▶ Task instructions
Return each line of the records below in which the string "ChainStore" turns up.

Collected data entries
────────────────────

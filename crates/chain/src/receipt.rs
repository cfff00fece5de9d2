// Copyright (c) 2025 Varshith Gudur. Licensed under AGPLv3.
//! Chain receipts.
//!
//! A receipt is produced only from a clean audit and pins the chain's exact
//! bytes with BLAKE3, so two parties can confirm they hold the same history
//! without exchanging it.
//!
//! # Guarantee
//! Same chain file => same receipt.

use crate::error::{ChainError, Result};
use crate::store::ChainStore;
use cyberspace_kernel::event::EventId;
use cyberspace_kernel::Coordinate;
use serde::{Deserialize, Serialize};
use std::fs::File;
use std::io;
use std::path::Path;

pub const RECEIPT_FORMAT_VERSION: u32 = 1;

#[derive(Debug, Clone, PartialEq, Eq, Serialize, Deserialize)]
pub struct ChainReceipt {
    pub format_version: u32,
    pub label: String,
    pub event_count: u64,
    pub genesis: EventId,
    pub tip: EventId,
    pub coordinate: Coordinate,
    /// BLAKE3 of the chain file, hex.
    pub file_hash: String,
}

impl ChainReceipt {
    /// Audits `label` and fingerprints it. Any fault is returned as `BrokenChain`.
    pub fn issue(store: &ChainStore, label: &str) -> Result<Self> {
        let report = store.audit(label)?;
        if let Some(first) = report.faults.first() {
            return Err(ChainError::BrokenChain {
                label: report.label.clone(),
                line: first.line,
                fault: first.fault.to_string(),
            });
        }
        let (genesis, tip, coordinate) = match (report.genesis, report.tip, report.coordinate) {
            (Some(genesis), Some(tip), Some(coordinate)) => (genesis, tip, coordinate),
            _ => return Err(ChainError::EmptyChain(report.label)),
        };
        let file_hash = hex::encode(compute_chain_hash(store.chain_path(&report.label)?)?);
        Ok(Self {
            format_version: RECEIPT_FORMAT_VERSION,
            label: report.label,
            event_count: report.events,
            genesis,
            tip,
            coordinate,
            file_hash,
        })
    }

    /// Same history: label is ignored, since a chain may be stored under another name.
    pub fn matches(&self, other: &ChainReceipt) -> bool {
        self.file_hash == other.file_hash
            && self.genesis == other.genesis
            && self.tip == other.tip
            && self.event_count == other.event_count
    }
}

/// BLAKE3 of the whole chain file.
pub fn compute_chain_hash(path: impl AsRef<Path>) -> std::io::Result<[u8; 32]> {
    let mut hasher = blake3::Hasher::new();
    io::copy(&mut File::open(path)?, &mut hasher)?;
    Ok(hasher.finalize().into())
}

────────────────────

▶ Written answer
use crate::store::ChainStore;
    pub fn issue(store: &ChainStore, label: &str) -> Result<Self> {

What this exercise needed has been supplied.